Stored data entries
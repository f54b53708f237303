//! Integration tests for running transitions against objects

use serde_json::Map;
use std::sync::{Arc, Mutex};
use transitions_core::models::{
    ActionStatus, ObjectKind, ObjectRef, ObjectStatus, RunStatus, SourceStates,
    TransitionDefinition,
};
use transitions_core::transitions::{
    ActionContext, ActionExecutionError, ActionRegistry, Actor, DefinitionStore, FnAction,
    InMemoryStateStore, RunAwaiter, RunPersistence, TransitionExecutor,
};

struct Harness {
    executor: TransitionExecutor,
    states: Arc<InMemoryStateStore>,
    /// Names of actions that ran, as `action:object_id`
    calls: Arc<Mutex<Vec<String>>>,
    deploy: TransitionDefinition,
}

/// Asset lifecycle with `deploy: new -> in_use` running assign_owner then notify
fn harness(notify_fails: bool) -> Harness {
    let calls = Arc::new(Mutex::new(Vec::new()));
    let mut builder = ActionRegistry::builder();

    let assign_calls = calls.clone();
    builder
        .register(
            "assign_owner",
            Arc::new(FnAction::new(move |_ctx: &mut ActionContext<'_>, object: &ObjectRef| {
                assign_calls
                    .lock()
                    .unwrap()
                    .push(format!("assign_owner:{}", object.id));
                Ok(())
            })),
            vec![],
        )
        .unwrap();

    let notify_calls = calls.clone();
    builder
        .register(
            "notify",
            Arc::new(FnAction::new(move |_ctx: &mut ActionContext<'_>, object: &ObjectRef| {
                notify_calls
                    .lock()
                    .unwrap()
                    .push(format!("notify:{}", object.id));
                if notify_fails {
                    Err(ActionExecutionError::new("mail server unreachable"))
                } else {
                    Ok(())
                }
            })),
            vec![],
        )
        .unwrap();

    let mut store = DefinitionStore::new(Arc::new(builder.build()));
    store.register_kind(ObjectKind {
        name: "asset".to_string(),
        states: ["new", "in_use", "retired"]
            .iter()
            .map(|s| s.to_string())
            .collect(),
    });
    let deploy = store
        .create(
            TransitionDefinition::new("asset", "deploy", SourceStates::states(["new"]), "in_use")
                .with_actions(["assign_owner", "notify"]),
        )
        .unwrap()
        .clone();

    let states = Arc::new(InMemoryStateStore::new());
    let executor = TransitionExecutor::new(
        Arc::new(store),
        states.clone(),
        Arc::new(RunPersistence::in_memory()),
    );

    Harness {
        executor,
        states,
        calls,
        deploy,
    }
}

/// Later action failing keeps the object in its source state
#[tokio::test]
async fn test_failed_action_keeps_source_state() {
    let h = harness(true);
    let object = ObjectRef::new("asset", "1");
    h.states.set_state(object.clone(), "new");

    let run = h
        .executor
        .execute(&h.deploy, &[object.clone()], &Actor::new("alice"), Map::new())
        .await
        .unwrap();

    assert_eq!(run.status, RunStatus::PartiallyFailed);
    assert_eq!(h.states.state(&object).as_deref(), Some("new"));

    let results: Vec<_> = run.results_for(&object).collect();
    assert_eq!(results.len(), 2);
    assert_eq!(results[0].action, "assign_owner");
    assert_eq!(results[0].status, ActionStatus::Succeeded);
    assert_eq!(results[1].action, "notify");
    assert_eq!(results[1].status, ActionStatus::Failed);
    assert_eq!(results[1].message.as_deref(), Some("mail server unreachable"));

    assert_eq!(run.outcome(&object).unwrap().status, ObjectStatus::Failed);
    assert!(h.executor.persistence().history(Some(&object)).is_empty());
}

/// Every action succeeding moves the object to the target
#[tokio::test]
async fn test_successful_chain_advances_state() {
    let h = harness(false);
    let object = ObjectRef::new("asset", "1");
    h.states.set_state(object.clone(), "new");

    let run = h
        .executor
        .execute(&h.deploy, &[object.clone()], &Actor::new("alice"), Map::new())
        .await
        .unwrap();

    assert_eq!(run.status, RunStatus::Succeeded);
    assert_eq!(h.states.state(&object).as_deref(), Some("in_use"));
    assert_eq!(
        *h.calls.lock().unwrap(),
        vec!["assign_owner:1".to_string(), "notify:1".to_string()]
    );
    assert!(run.started_at.is_some());
    assert!(run.finished_at.is_some());

    let history = h.executor.persistence().history(Some(&object));
    assert_eq!(history.len(), 1);
    assert_eq!(history[0].actions, vec!["assign_owner", "notify"]);
}

/// Invalid source state is rejected while the valid object proceeds
#[tokio::test]
async fn test_invalid_source_rejected_valid_processed() {
    let h = harness(false);
    let valid = ObjectRef::new("asset", "1");
    let retired = ObjectRef::new("asset", "2");
    h.states.set_state(valid.clone(), "new");
    h.states.set_state(retired.clone(), "retired");

    let run = h
        .executor
        .execute(
            &h.deploy,
            &[valid.clone(), retired.clone()],
            &Actor::new("alice"),
            Map::new(),
        )
        .await
        .unwrap();

    assert_eq!(run.status, RunStatus::PartiallyFailed);
    assert_eq!(run.outcome(&valid).unwrap().status, ObjectStatus::Succeeded);

    let rejected = run.outcome(&retired).unwrap();
    assert_eq!(rejected.status, ObjectStatus::Rejected);
    assert_eq!(rejected.source_state.as_deref(), Some("retired"));
    assert!(rejected.message.as_deref().unwrap().contains("retired"));

    assert_eq!(h.states.state(&valid).as_deref(), Some("in_use"));
    assert_eq!(h.states.state(&retired).as_deref(), Some("retired"));
    assert_eq!(run.results_for(&retired).count(), 0);
}

/// Object already at the target runs nothing and keeps its state
#[tokio::test]
async fn test_no_op_transition_is_idempotent() {
    let h = harness(false);
    let object = ObjectRef::new("asset", "1");
    h.states.set_state(object.clone(), "in_use");

    for _ in 0..2 {
        let run = h
            .executor
            .execute(&h.deploy, &[object.clone()], &Actor::new("alice"), Map::new())
            .await
            .unwrap();

        assert_eq!(run.status, RunStatus::Succeeded);
        assert_eq!(run.outcome(&object).unwrap().status, ObjectStatus::Skipped);
        assert!(run.results.is_empty());
    }

    assert!(h.calls.lock().unwrap().is_empty());
    assert_eq!(h.states.state(&object).as_deref(), Some("in_use"));
    assert!(h.executor.persistence().history(None).is_empty());
}

/// Objects reaching the target plus objects not reaching it equals the total
#[tokio::test]
async fn test_no_object_is_lost() {
    let h = harness(false);
    let objects: Vec<ObjectRef> = (0..6).map(|i| ObjectRef::new("asset", i.to_string())).collect();
    let seeded = ["new", "in_use", "retired", "new", "damaged"];
    for (object, state) in objects.iter().zip(seeded) {
        h.states.set_state(object.clone(), state);
    }
    // objects[5] is unknown to the store

    let run = h
        .executor
        .execute(&h.deploy, &objects, &Actor::new("alice"), Map::new())
        .await
        .unwrap();

    let reached = run.reached_target_count();
    let not_reached = run
        .outcomes
        .iter()
        .filter(|o| !o.status.reached_target())
        .count();
    assert_eq!(reached, 3);
    assert_eq!(reached + not_reached, objects.len());
    assert!(run.outcomes.iter().all(|o| o.status.is_finished()));
    assert_eq!(run.status, RunStatus::PartiallyFailed);
}

/// The awaiter reports the executor's persisted view
#[tokio::test]
async fn test_awaiter_reports_finished_run() {
    let h = harness(false);
    let first = ObjectRef::new("asset", "1");
    let second = ObjectRef::new("asset", "2");
    h.states.set_state(first.clone(), "new");
    h.states.set_state(second.clone(), "retired");

    let run = h
        .executor
        .execute(&h.deploy, &[first, second], &Actor::new("alice"), Map::new())
        .await
        .unwrap();

    let awaiter = RunAwaiter::new(h.executor.persistence().clone());
    let progress = awaiter.get_status(run.id).unwrap();
    assert!(progress.is_finished());
    assert_eq!(progress.status, RunStatus::PartiallyFailed);
    assert_eq!(progress.total, 2);
    assert_eq!(progress.completed, 1);
    assert_eq!(progress.failed, 1);
    assert_eq!(progress.pending, 0);
}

### Problem statement:
Copy the records above, keeping every word the same.

### Response:
repository f54b53708f237303
//! Integration tests for running transitions against objects

use serde_json::Map;
use std::sync::{Arc, Mutex};
use transitions_core::models::{
    ActionStatus, ObjectKind, ObjectRef, ObjectStatus, RunStatus, SourceStates,
    TransitionDefinition,
};
use transitions_core::transitions::{
    ActionContext, ActionExecutionError, ActionRegistry, Actor, DefinitionStore, FnAction,
    InMemoryStateStore, RunAwaiter, RunPersistence, TransitionExecutor,
};

struct Harness {
    executor: TransitionExecutor,
    states: Arc<InMemoryStateStore>,
    /// Names of actions that ran, as `action:object_id`
    calls: Arc<Mutex<Vec<String>>>,
    deploy: TransitionDefinition,
}

/// Asset lifecycle with `deploy: new -> in_use` running assign_owner then notify
fn harness(notify_fails: bool) -> Harness {
    let calls = Arc::new(Mutex::new(Vec::new()));
    let mut builder = ActionRegistry::builder();

    let assign_calls = calls.clone();
    builder
        .register(
            "assign_owner",
            Arc::new(FnAction::new(move |_ctx: &mut ActionContext<'_>, object: &ObjectRef| {
                assign_calls
                    .lock()
                    .unwrap()
                    .push(format!("assign_owner:{}", object.id));
                Ok(())
            })),
            vec![],
        )
        .unwrap();

    let notify_calls = calls.clone();
    builder
        .register(
            "notify",
            Arc::new(FnAction::new(move |_ctx: &mut ActionContext<'_>, object: &ObjectRef| {
                notify_calls
                    .lock()
                    .unwrap()
                    .push(format!("notify:{}", object.id));
                if notify_fails {
                    Err(ActionExecutionError::new("mail server unreachable"))
                } else {
                    Ok(())
                }
            })),
            vec![],
        )
        .unwrap();

    let mut store = DefinitionStore::new(Arc::new(builder.build()));
    store.register_kind(ObjectKind {
        name: "asset".to_string(),
        states: ["new", "in_use", "retired"]
            .iter()
            .map(|s| s.to_string())
            .collect(),
    });
    let deploy = store
        .create(
            TransitionDefinition::new("asset", "deploy", SourceStates::states(["new"]), "in_use")
                .with_actions(["assign_owner", "notify"]),
        )
        .unwrap()
        .clone();

    let states = Arc::new(InMemoryStateStore::new());
    let executor = TransitionExecutor::new(
        Arc::new(store),
        states.clone(),
        Arc::new(RunPersistence::in_memory()),
    );

    Harness {
        executor,
        states,
        calls,
        deploy,
    }
}

/// Later action failing keeps the object in its source state
#[tokio::test]
async fn test_failed_action_keeps_source_state() {
    let h = harness(true);
    let object = ObjectRef::new("asset", "1");
    h.states.set_state(object.clone(), "new");

    let run = h
        .executor
        .execute(&h.deploy, &[object.clone()], &Actor::new("alice"), Map::new())
        .await
        .unwrap();

    assert_eq!(run.status, RunStatus::PartiallyFailed);
    assert_eq!(h.states.state(&object).as_deref(), Some("new"));

    let results: Vec<_> = run.results_for(&object).collect();
    assert_eq!(results.len(), 2);
    assert_eq!(results[0].action, "assign_owner");
    assert_eq!(results[0].status, ActionStatus::Succeeded);
    assert_eq!(results[1].action, "notify");
    assert_eq!(results[1].status, ActionStatus::Failed);
    assert_eq!(results[1].message.as_deref(), Some("mail server unreachable"));

    assert_eq!(run.outcome(&object).unwrap().status, ObjectStatus::Failed);
    assert!(h.executor.persistence().history(Some(&object)).is_empty());
}

/// Every action succeeding moves the object to the target
#[tokio::test]
async fn test_successful_chain_advances_state() {
    let h = harness(false);
    let object = ObjectRef::new("asset", "1");
    h.states.set_state(object.clone(), "new");

    let run = h
        .executor
        .execute(&h.deploy, &[object.clone()], &Actor::new("alice"), Map::new())
        .await
        .unwrap();

    assert_eq!(run.status, RunStatus::Succeeded);
    assert_eq!(h.states.state(&object).as_deref(), Some("in_use"));
    assert_eq!(
        *h.calls.lock().unwrap(),
        vec!["assign_owner:1".to_string(), "notify:1".to_string()]
    );
    assert!(run.started_at.is_some());
    assert!(run.finished_at.is_some());

    let history = h.executor.persistence().history(Some(&object));
    assert_eq!(history.len(), 1);
    assert_eq!(history[0].actions, vec!["assign_owner", "notify"]);
}

/// Invalid source state is rejected while the valid object proceeds
#[tokio::test]
async fn test_invalid_source_rejected_valid_processed() {
    let h = harness(false);
    let valid = ObjectRef::new("asset", "1");
    let retired = ObjectRef::new("asset", "2");
    h.states.set_state(valid.clone(), "new");
    h.states.set_state(retired.clone(), "retired");

    let run = h
        .executor
        .execute(
            &h.deploy,
            &[valid.clone(), retired.clone()],
            &Actor::new("alice"),
            Map::new(),
        )
        .await
        .unwrap();

    assert_eq!(run.status, RunStatus::PartiallyFailed);
    assert_eq!(run.outcome(&valid).unwrap().status, ObjectStatus::Succeeded);

    let rejected = run.outcome(&retired).unwrap();
    assert_eq!(rejected.status, ObjectStatus::Rejected);
    assert_eq!(rejected.source_state.as_deref(), Some("retired"));
    assert!(rejected.message.as_deref().unwrap().contains("retired"));

    assert_eq!(h.states.state(&valid).as_deref(), Some("in_use"));
    assert_eq!(h.states.state(&retired).as_deref(), Some("retired"));
    assert_eq!(run.results_for(&retired).count(), 0);
}

/// Object already at the target runs nothing and keeps its state
#[tokio::test]
async fn test_no_op_transition_is_idempotent() {
    let h = harness(false);
    let object = ObjectRef::new("asset", "1");
    h.states.set_state(object.clone(), "in_use");

    for _ in 0..2 {
        let run = h
            .executor
            .execute(&h.deploy, &[object.clone()], &Actor::new("alice"), Map::new())
            .await
            .unwrap();

        assert_eq!(run.status, RunStatus::Succeeded);
        assert_eq!(run.outcome(&object).unwrap().status, ObjectStatus::Skipped);
        assert!(run.results.is_empty());
    }

    assert!(h.calls.lock().unwrap().is_empty());
    assert_eq!(h.states.state(&object).as_deref(), Some("in_use"));
    assert!(h.executor.persistence().history(None).is_empty());
}

/// Objects reaching the target plus objects not reaching it equals the total
#[tokio::test]
async fn test_no_object_is_lost() {
    let h = harness(false);
    let objects: Vec<ObjectRef> = (0..6).map(|i| ObjectRef::new("asset", i.to_string())).collect();
    let seeded = ["new", "in_use", "retired", "new", "damaged"];
    for (object, state) in objects.iter().zip(seeded) {
        h.states.set_state(object.clone(), state);
    }
    // objects[5] is unknown to the store

    let run = h
        .executor
        .execute(&h.deploy, &objects, &Actor::new("alice"), Map::new())
        .await
        .unwrap();

    let reached = run.reached_target_count();
    let not_reached = run
        .outcomes
        .iter()
        .filter(|o| !o.status.reached_target())
        .count();
    assert_eq!(reached, 3);
    assert_eq!(reached + not_reached, objects.len());
    assert!(run.outcomes.iter().all(|o| o.status.is_finished()));
    assert_eq!(run.status, RunStatus::PartiallyFailed);
}

/// The awaiter reports the executor's persisted view
#[tokio::test]
async fn test_awaiter_reports_finished_run() {
    let h = harness(false);
    let first = ObjectRef::new("asset", "1");
    let second = ObjectRef::new("asset", "2");
    h.states.set_state(first.clone(), "new");
    h.states.set_state(second.clone(), "retired");

    let run = h
        .executor
        .execute(&h.deploy, &[first, second], &Actor::new("alice"), Map::new())
        .await
        .unwrap();

    let awaiter = RunAwaiter::new(h.executor.persistence().clone());
    let progress = awaiter.get_status(run.id).unwrap();
    assert!(progress.is_finished());
    assert_eq!(progress.status, RunStatus::PartiallyFailed);
    assert_eq!(progress.total, 2);
    assert_eq!(progress.completed, 1);
    assert_eq!(progress.failed, 1);
    assert_eq!(progress.pending, 0);
}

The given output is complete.